Evidence for the role of angiotensin II biosynthesis in the rat internal anal sphincter tone

Abstract

Background & Aims: The internal anal sphincter tone is important for anorectal continence. This study examined the role of angiotensin II as a neurohumoral signal for the myogenic tone in the internal anal sphincter. Methods: We determined the effect of angiotensin I, II, III, and IV and angiotensin-(1–7) on the basal tone of the rat internal anal sphincter smooth muscle before and after selective receptor antagonists and biosynthesis inhibitors. Selective pharmacological tools used were losartan (for the AT 1 receptor), PD123,319 (for AT 2), A-779 [for angiotensin-(1–7)], captopril (for angiotensin-converting enzyme), and amastatin (for aminopeptidases A and N).
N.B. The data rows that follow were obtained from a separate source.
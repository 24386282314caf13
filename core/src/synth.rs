//! Deterministic synthetic datasets.
//!
//! RULE: Nothing here may call a platform RNG. All randomness flows through
//! `DatasetRng` streams derived from one master seed, so the same seed and
//! spec always yield the same dataset.
//!
//! Each entity kind draws from its own stream (master_seed XOR stream index),
//! so changing how transactions are drawn never changes the customers.

use crate::{
    event_detector::{default_categories, EventCategory},
    model::{Customer, CustomerRiskProfile, Transaction, VerifiedEntity},
    types::FieldValue,
};
use chrono::{Duration, NaiveDate, NaiveTime};
use rand::{RngCore, SeedableRng};
use rand_pcg::Pcg64Mcg;

/// A deterministic RNG for one stream of a synthetic dataset.
pub struct DatasetRng {
    inner: Pcg64Mcg,
}

/// Stable stream assignments. Only ever append.
#[derive(Clone, Copy, Debug, PartialEq, Eq)]
#[repr(u64)]
pub enum Stream {
    Customers = 0,
    Transactions = 1,
    Profiles = 2,
}

impl DatasetRng {
    pub fn new(master_seed: u64, stream: Stream) -> Self {
        let derived = master_seed ^ (stream as u64).wrapping_mul(0x9e37_79b9_7f4a_7c15);
        Self {
            inner: Pcg64Mcg::seed_from_u64(derived),
        }
    }

    /// Roll a float in [0.0, 1.0).
    pub fn next_f64(&mut self) -> f64 {
        let bits = self.inner.next_u64();
        (bits >> 11) as f64 * (1.0 / (1u64 << 53) as f64)
    }

    /// Roll an index in [0, n). `n` must be non-zero.
    pub fn below(&mut self, n: usize) -> usize {
        (self.inner.next_u64() % n.max(1) as u64) as usize
    }

    pub fn chance(&mut self, p: f64) -> bool {
        self.next_f64() < p
    }

    pub fn pick<'a, T>(&mut self, items: &'a [T]) -> &'a T {
        &items[self.below(items.len())]
    }

    /// Simplified Pareto draw; heavy right tail like real payment amounts.
    pub fn pareto(&mut self, x_min: f64, alpha: f64) -> f64 {
        let u = self.next_f64().max(1e-10);
        x_min * u.powf(-1.0 / alpha)
    }
}

// ── Spec ─────────────────────────────────────────────────────────────────────

#[derive(Debug, Clone)]
pub struct SyntheticSpec {
    pub customers: usize,
    pub start_date: NaiveDate,
    pub days: u32,
    pub transactions_per_customer: usize,
    /// Share of transactions that carry a category narrative.
    pub category_share: f64,
    /// Share of category transactions paid to a whitelisted beneficiary.
    pub verified_share: f64,
    pub categories: Vec<EventCategory>,
}

impl Default for SyntheticSpec {
    fn default() -> Self {
        Self {
            customers: 50,
            start_date: NaiveDate::from_ymd_opt(2024, 1, 1).unwrap_or(NaiveDate::MIN),
            days: 90,
            transactions_per_customer: 40,
            category_share: 0.25,
            verified_share: 0.7,
            categories: default_categories(),
        }
    }
}

#[derive(Debug, Clone, PartialEq)]
pub struct SyntheticDataset {
    pub customers: Vec<Customer>,
    pub transactions: Vec<Transaction>,
    pub verified_entities: Vec<VerifiedEntity>,
    pub risk_profiles: Vec<CustomerRiskProfile>,
}

// ── Vocabulary ───────────────────────────────────────────────────────────────

const SEGMENTS: &[(&str, f64, f64)] = &[
    // (segment, income mean, amount x_min)
    ("Retail", 60_000.0, 40.0),
    ("Student", 12_000.0, 15.0),
    ("HNI", 450_000.0, 400.0),
    ("Corporate", 2_000_000.0, 1_500.0),
];

const OCCUPATIONS: &[&str] = &[
    "Engineer", "Teacher", "Student", "Trader", "Doctor", "Consultant", "Jeweller", "Retired",
];

const FIRST_NAMES: &[&str] = &["Asha", "Ben", "Chen", "Dara", "Eli", "Farah", "Goran", "Hana"];
const LAST_NAMES: &[&str] = &["Patel", "Okafor", "Silva", "Novak", "Kim", "Haddad", "Berg"];

const GENERIC_NARRATIVES: &[&str] = &[
    "POS purchase",
    "ATM withdrawal",
    "Online transfer",
    "Utility bill",
    "Card payment groceries",
    "Cash deposit",
];

const CHANNELS: &[&str] = &["ONLINE", "BRANCH", "ATM", "POS", "MOBILE"];

/// Whitelisted beneficiaries per entity type.
const ENTITIES: &[(&str, &str)] = &[
    ("University", "State University"),
    ("University", "Metro Technical College"),
    ("CryptoExchange", "Coinbase"),
    ("CryptoExchange", "Kraken Exchange"),
    ("FinancialInstitution", "First National Bank"),
    ("FinancialInstitution", "Harbor Savings"),
    ("Employer", "Acme Manufacturing"),
    ("Employer", "Northwind Traders"),
];

fn look_alike(name: &str) -> String {
    format!("{name} Services Ltd")
}

impl SyntheticDataset {
    pub fn verified_entities() -> Vec<VerifiedEntity> {
        ENTITIES
            .iter()
            .map(|(kind, name)| VerifiedEntity {
                entity_name: name.to_string(),
                entity_type: kind.to_string(),
                country: Some("US".into()),
                is_active: true,
            })
            .collect()
    }

    pub fn generate(seed: u64, spec: &SyntheticSpec) -> Self {
        let customers = generate_customers(seed, spec);
        let transactions = generate_transactions(seed, spec, &customers);
        let risk_profiles = generate_profiles(seed, &customers);
        log::info!(
            "synth: seed={} customers={} transactions={}",
            seed,
            customers.len(),
            transactions.len()
        );
        Self {
            customers,
            transactions,
            verified_entities: Self::verified_entities(),
            risk_profiles,
        }
    }
}

fn generate_customers(seed: u64, spec: &SyntheticSpec) -> Vec<Customer> {
    let mut rng = DatasetRng::new(seed, Stream::Customers);
    (0..spec.customers)
        .map(|i| {
            let (segment, income_mean, _) = *rng.pick(SEGMENTS);
            let mut c = Customer::new(format!("C{:05}", i + 1));
            c.name = Some(format!("{} {}", rng.pick(FIRST_NAMES), rng.pick(LAST_NAMES)));
            c.segment = Some(segment.to_string());
            c.occupation = Some(if segment == "Student" {
                "Student".to_string()
            } else {
                rng.pick(OCCUPATIONS).to_string()
            });
            let income = income_mean * (0.5 + rng.next_f64());
            c.annual_income = Some((income * 100.0).round() / 100.0);
            c.attributes.insert(
                "risk_rating".into(),
                FieldValue::Text(if rng.chance(0.1) { "HIGH" } else { "STANDARD" }.into()),
            );
            c
        })
        .collect()
}

fn generate_transactions(seed: u64, spec: &SyntheticSpec, customers: &[Customer]) -> Vec<Transaction> {
    let mut rng = DatasetRng::new(seed, Stream::Transactions);
    let mut out = Vec::with_capacity(customers.len() * spec.transactions_per_customer);
    let days = spec.days.max(1) as usize;

    for customer in customers {
        let x_min = SEGMENTS
            .iter()
            .find(|(s, _, _)| Some(*s) == customer.segment.as_deref())
            .map(|(_, _, x)| *x)
            .unwrap_or(40.0);
        let count = spec.transactions_per_customer / 2 + rng.below(spec.transactions_per_customer + 1);

        for n in 0..count {
            let date = spec.start_date + Duration::days(rng.below(days) as i64);
            let time = NaiveTime::from_num_seconds_from_midnight_opt(rng.below(86_400) as u32, 0)
                .unwrap_or(NaiveTime::MIN);
            let mut amount = (rng.pareto(x_min, 1.6) * 100.0).round() / 100.0;

            let (narrative, beneficiary) = if !spec.categories.is_empty() && rng.chance(spec.category_share) {
                let category = rng.pick(&spec.categories);
                let keyword = rng.pick(&category.keywords);
                let names: Vec<&str> = ENTITIES
                    .iter()
                    .filter(|(kind, _)| *kind == category.entity_type)
                    .map(|(_, name)| *name)
                    .collect();
                let beneficiary = if names.is_empty() {
                    None
                } else {
                    let name = *rng.pick(&names);
                    Some(if rng.chance(spec.verified_share) {
                        name.to_string()
                    } else {
                        look_alike(name)
                    })
                };
                // Occasionally push the amount past the category's plausible range.
                if rng.chance(0.1) {
                    amount = category.max_amount * (1.0 + rng.next_f64());
                } else {
                    amount = amount.min(category.max_amount);
                }
                (format!("{} payment ref {}", keyword, rng.below(100_000)), beneficiary)
            } else {
                (rng.pick(GENERIC_NARRATIVES).to_string(), None)
            };

            out.push(Transaction {
                transaction_id: format!("T{}-{:04}", customer.customer_id, n + 1),
                customer_id: customer.customer_id.clone(),
                timestamp: date.and_time(time),
                amount,
                narrative,
                beneficiary,
                channel: Some(rng.pick(CHANNELS).to_string()),
                transaction_type: Some(if rng.chance(0.5) { "DEBIT" } else { "CREDIT" }.into()),
                batch_id: Some(format!("SYN-{seed}")),
                expires_at: None,
                attributes: Default::default(),
            });
        }
    }
    out.sort_by(|a, b| {
        a.timestamp
            .cmp(&b.timestamp)
            .then_with(|| a.transaction_id.cmp(&b.transaction_id))
    });
    out
}

fn generate_profiles(seed: u64, customers: &[Customer]) -> Vec<CustomerRiskProfile> {
    let mut rng = DatasetRng::new(seed, Stream::Profiles);
    customers
        .iter()
        .map(|c| CustomerRiskProfile {
            customer_id: c.customer_id.clone(),
            is_pep: rng.chance(0.03),
            has_adverse_media: rng.chance(0.05),
            high_risk_occupation: c.occupation.as_deref() == Some("Jeweller") || rng.chance(0.02),
            previous_sar_count: if rng.chance(0.05) { 1 + rng.below(3) as u32 } else { 0 },
        })
        .collect()
}
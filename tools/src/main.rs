//! scenario-runner: headless baseline-vs-refined simulation runner.
//!
//! Usage:
//!   scenario-runner --data-dir ./data --db runs.db
//!   scenario-runner --data-dir ./data --synthetic --seed 7 --customers 200
//!   scenario-runner --data-dir ./data --refined-scenarios tuned.json
//!   scenario-runner --data-dir ./data --ipc-mode
//!
//! With `--synthetic` the generated whitelist is extended with any entries in
//! `<data-dir>/verified_entities.json` (generated names win on a clash).
//! Risk profiles always come from the generator.

use amlsim_core::{
    config::{self, EngineConfig},
    engine::{NoopObserver, RunRequest, RunResult, SimulationEngine},
    event::RunEventEntry,
    model::{Customer, Transaction},
    refinement::RefinementRule,
    scenario::ScenarioConfig,
    store::AmlStore,
    synth::{SyntheticDataset, SyntheticSpec},
};
use anyhow::{Context, Result};
use std::env;
use std::io::{self, BufRead, Write};

#[derive(serde::Deserialize)]
#[serde(tag = "type", rename_all = "snake_case")]
enum IpcCommand {
    Run {
        kind: String, // "baseline" | "refined"
    },
    Compare {
        baseline_run_id: String,
        refined_run_id: String,
    },
    GetRun {
        run_id: String,
    },
    Quit,
}

#[derive(serde::Serialize)]
struct RunSummary {
    run_id: String,
    kind: String,
    status: String,
    total_transactions: usize,
    total_alerts: usize,
    retained_alerts: usize,
    excluded_alerts: usize,
    failures: usize,
    skipped_rows: usize,
    risk_score: Option<f64>,
    risk_level: Option<String>,
}

#[derive(serde::Deserialize)]
struct TransactionsFile {
    transactions: Vec<Transaction>,
}

#[derive(serde::Deserialize)]
struct CustomersFile {
    customers: Vec<Customer>,
}

#[derive(serde::Deserialize)]
struct ScenariosFile {
    scenarios: Vec<ScenarioConfig>,
}

/// Everything a session needs, loaded once.
struct Session {
    engine: SimulationEngine,
    store: AmlStore,
    baseline_scenarios: Vec<ScenarioConfig>,
    refined_scenarios: Vec<ScenarioConfig>,
    rules: Vec<RefinementRule>,
    transactions: Vec<Transaction>,
    customers: Vec<Customer>,
}

fn main() -> Result<()> {
    env_logger::init();

    let args: Vec<String> = env::args().collect();
    let seed = parse_arg(&args, "--seed", 42u64);
    let customer_count = parse_arg(&args, "--customers", 50usize);
    let synthetic = args.iter().any(|a| a == "--synthetic");
    let ipc_mode = args.iter().any(|a| a == "--ipc-mode");
    let db = str_arg(&args, "--db").unwrap_or(":memory:");
    let data_dir = str_arg(&args, "--data-dir").unwrap_or("./data");
    let refined_path = str_arg(&args, "--refined-scenarios");

    if !ipc_mode {
        println!("AML Scenario Simulator - scenario-runner");
        println!("  data_dir:  {data_dir}");
        println!("  db:        {db}");
        if synthetic {
            println!("  synthetic: seed={seed} customers={customer_count}");
        }
        println!();
    }

    let session = load_session(data_dir, db, synthetic, seed, customer_count, refined_path)?;

    if ipc_mode {
        run_ipc_loop(&session)?;
    } else {
        let baseline = execute(&session, "baseline")?;
        let refined = execute(&session, "refined")?;
        print_summary(&session, &baseline, &refined)?;
    }

    Ok(())
}

fn load_session(
    data_dir: &str,
    db: &str,
    synthetic: bool,
    seed: u64,
    customer_count: usize,
    refined_path: Option<&str>,
) -> Result<Session> {
    let config = EngineConfig::load(data_dir)?;
    let baseline_scenarios = config::load_scenarios(data_dir)?;
    let refined_scenarios = match refined_path {
        Some(path) => {
            let content =
                std::fs::read_to_string(path).with_context(|| format!("Cannot read {path}"))?;
            serde_json::from_str::<ScenariosFile>(&content)
                .with_context(|| format!("Cannot parse {path}"))?
                .scenarios
        }
        None => baseline_scenarios.clone(),
    };
    let rules = config::load_refinement_rules(data_dir)?;

    let (transactions, customers, whitelist, profiles) = if synthetic {
        let spec = SyntheticSpec {
            customers: customer_count,
            categories: config.categories.clone(),
            ..SyntheticSpec::default()
        };
        let data = SyntheticDataset::generate(seed, &spec);
        let mut entities = data.verified_entities;
        if let Some(extra) = config::load_verified_entities(data_dir)? {
            log::info!("synthetic: merging {} verified entities from {data_dir}", extra.len());
            for entity in extra {
                if !entities.iter().any(|e| e.entity_name == entity.entity_name) {
                    entities.push(entity);
                }
            }
        }
        (
            data.transactions,
            data.customers,
            Some(entities),
            Some(data.risk_profiles),
        )
    } else {
        let txn_path = format!("{data_dir}/transactions.json");
        let content = std::fs::read_to_string(&txn_path)
            .with_context(|| format!("Cannot read {txn_path} (use --synthetic to generate data)"))?;
        let transactions = serde_json::from_str::<TransactionsFile>(&content)?.transactions;
        let cust_path = format!("{data_dir}/customers.json");
        let content = std::fs::read_to_string(&cust_path)
            .with_context(|| format!("Cannot read {cust_path}"))?;
        let customers = serde_json::from_str::<CustomersFile>(&content)?.customers;
        (
            transactions,
            customers,
            config::load_verified_entities(data_dir)?,
            config::load_risk_profiles(data_dir)?,
        )
    };

    let store = AmlStore::open(db)?;
    store.migrate()?;

    let mut engine = SimulationEngine::new(config);
    if let Some(entities) = &whitelist {
        for e in entities {
            store.upsert_verified_entity(e)?;
        }
        engine = engine.with_whitelist(entities);
    }
    if let Some(profiles) = &profiles {
        for p in profiles {
            store.upsert_risk_profile(p)?;
        }
        engine = engine.with_profiles(profiles);
    }

    Ok(Session {
        engine,
        store,
        baseline_scenarios,
        refined_scenarios,
        rules,
        transactions,
        customers,
    })
}

/// Run one pipeline and persist everything it returned.
fn execute(session: &Session, kind: &str) -> Result<RunResult> {
    let request = match kind {
        "baseline" => RunRequest::baseline(
            &session.baseline_scenarios,
            &session.transactions,
            &session.customers,
        ),
        "refined" => RunRequest::refined(
            &session.refined_scenarios,
            &session.transactions,
            &session.customers,
            &session.rules,
        ),
        other => anyhow::bail!("unknown run kind '{other}'"),
    };
    let result = session.engine.run(request, &mut NoopObserver)?;
    persist(&session.store, &result)?;
    Ok(result)
}

fn persist(store: &AmlStore, result: &RunResult) -> Result<()> {
    let run_id = &result.run.run_id;
    store.insert_run(&result.run)?;
    store.insert_alerts(run_id, &result.retained, false)?;
    store.insert_alerts(run_id, &result.excluded, true)?;
    store.append_exclusions(run_id, &result.exclusion_log)?;
    for (seq, event) in result.events.iter().enumerate() {
        store.append_run_event(&RunEventEntry::new(run_id, seq as u32, event)?)?;
    }
    log::info!("run={} persisted", run_id);
    Ok(())
}

fn summarize(result: &RunResult) -> RunSummary {
    RunSummary {
        run_id: result.run.run_id.clone(),
        kind: result.run.kind.as_str().into(),
        status: result.run.status.as_str().into(),
        total_transactions: result.run.total_transactions,
        total_alerts: result.alerts.len(),
        retained_alerts: result.retained.len(),
        excluded_alerts: result.excluded.len(),
        failures: result.failures.len(),
        skipped_rows: result.skipped_rows,
        risk_score: result.risk_report.as_ref().map(|r| r.score),
        risk_level: result.risk_report.as_ref().map(|r| r.level.as_str().to_string()),
    }
}

fn run_ipc_loop(session: &Session) -> Result<()> {
    let stdin = io::stdin();
    let mut stdout = io::stdout();
    let mut handle = stdin.lock();
    let mut buffer = String::new();

    loop {
        buffer.clear();
        let bytes_read = handle.read_line(&mut buffer)?;
        if bytes_read == 0 {
            break; // EOF
        }

        let cmd: IpcCommand = match serde_json::from_str(&buffer) {
            Ok(c) => c,
            Err(e) => {
                let err_json = serde_json::json!({ "error": e.to_string() });
                writeln!(stdout, "{}", err_json)?;
                stdout.flush()?;
                continue;
            }
        };

        let reply = match cmd {
            IpcCommand::Quit => break,
            IpcCommand::Run { kind } => {
                execute(session, &kind).map(|r| serde_json::to_value(summarize(&r)))
            }
            IpcCommand::Compare {
                baseline_run_id,
                refined_run_id,
            } => compare_stored(session, &baseline_run_id, &refined_run_id)
                .map(|report| serde_json::to_value(report)),
            IpcCommand::GetRun { run_id } => session
                .store
                .get_run(&run_id)
                .map_err(anyhow::Error::from)
                .map(|run| serde_json::to_value(run)),
        };
        let json = match reply {
            Ok(value) => value?,
            Err(e) => serde_json::json!({ "error": format!("{e:#}") }),
        };
        writeln!(stdout, "{}", json)?;
        stdout.flush()?;
    }
    Ok(())
}

fn compare_stored(
    session: &Session,
    baseline_run_id: &str,
    refined_run_id: &str,
) -> Result<amlsim_core::comparison::ComparisonReport> {
    let baseline = session.store.alerts_for_run(baseline_run_id)?;
    let refined = session.store.alerts_for_run(refined_run_id)?;
    let exclusions = session.store.exclusions_for_run(refined_run_id)?;
    Ok(session.engine.compare(&baseline, &refined, &exclusions))
}

fn print_summary(session: &Session, baseline: &RunResult, refined: &RunResult) -> Result<()> {
    for result in [baseline, refined] {
        let s = summarize(result);
        println!("=== {} RUN ===", s.kind.to_uppercase());
        println!("  run_id:        {}", s.run_id);
        println!("  status:        {}", s.status);
        println!("  transactions:  {}", s.total_transactions);
        println!("  alerts:        {}", s.total_alerts);
        println!("  retained:      {}", s.retained_alerts);
        println!("  excluded:      {}", s.excluded_alerts);
        println!("  skipped rows:  {}", s.skipped_rows);
        for failure in &result.failures {
            println!("  FAILED {:?}: {}", failure.unit, failure.message);
        }
        println!();
    }

    let report = compare_stored(session, &baseline.run.run_id, &refined.run.run_id)?;
    let s = &report.summary;
    println!("=== COMPARISON ===");
    println!("  baseline alerts:  {}", s.baseline_count);
    println!("  refined alerts:   {}", s.refined_count);
    println!("  retained:         {}", s.retained);
    println!("  excluded:         {}", s.excluded);
    println!("  new alerts:       {}", s.new_alerts);
    println!("  reduction:        {:.1}%", s.percent_reduction);

    let risk = &report.risk_analysis;
    println!();
    println!("=== SUPPRESSION RISK ===");
    println!("  suppressions:     {}", risk.total_suppressions);
    println!("  high-risk:        {}", risk.high_risk_suppressions);
    println!(
        "  score:            {:.0} ({})",
        risk.report.score,
        risk.report.level.as_str()
    );
    if risk.report.sample_exploits.is_empty() {
        println!("  (no risky exclusions)");
    }
    for line in &risk.report.sample_exploits {
        println!("  - {line}");
    }
    Ok(())
}

fn parse_arg<T: std::str::FromStr + Copy>(args: &[String], flag: &str, default: T) -> T {
    args.windows(2)
        .find(|w| w[0] == flag)
        .and_then(|w| w[1].parse().ok())
        .unwrap_or(default)
}

fn str_arg<'a>(args: &'a [String], flag: &str) -> Option<&'a str> {
    args.windows(2)
        .find(|w| w[0] == flag)
        .map(|w| w[1].as_str())
}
Angiotensins were measured by using high-performance liquid chromatography/UV. Western blot studies were used to determine AT 1 and AT 2 receptors, ACE, and aminopeptidases A and N. Results: Angiotensin I, II, and III produced concentration-dependent contraction in the internal anal sphincter mediated by AT 1 receptors. However, in the higher concentrations (from 100 nM to 10 μM), angiotensin II showed an inhibitory effect via AT 2 receptors. Captopril (1 μM) inhibited the biosynthesis of angiotensin II in the internal anal sphincter, antagonized the contractile effects of angiotensin I, and, importantly, caused a decrease in the basal tone. Amastatin inhibited the effects of angiotensin II while augmenting those of angiotensin III. In contrast, angiotensin-(1–7) and angiotensin IV had only minor effects in the internal anal sphincter. Angiotensin I, II, and III; angiotensin-converting enzyme; aminopeptidase A and aminopeptidase N; AT 1; and AT 2 receptors were shown to be present in the internal anal sphincter. Conclusions: Locally produced angiotensin II may partially regulate basal tone in the internal anal sphincter.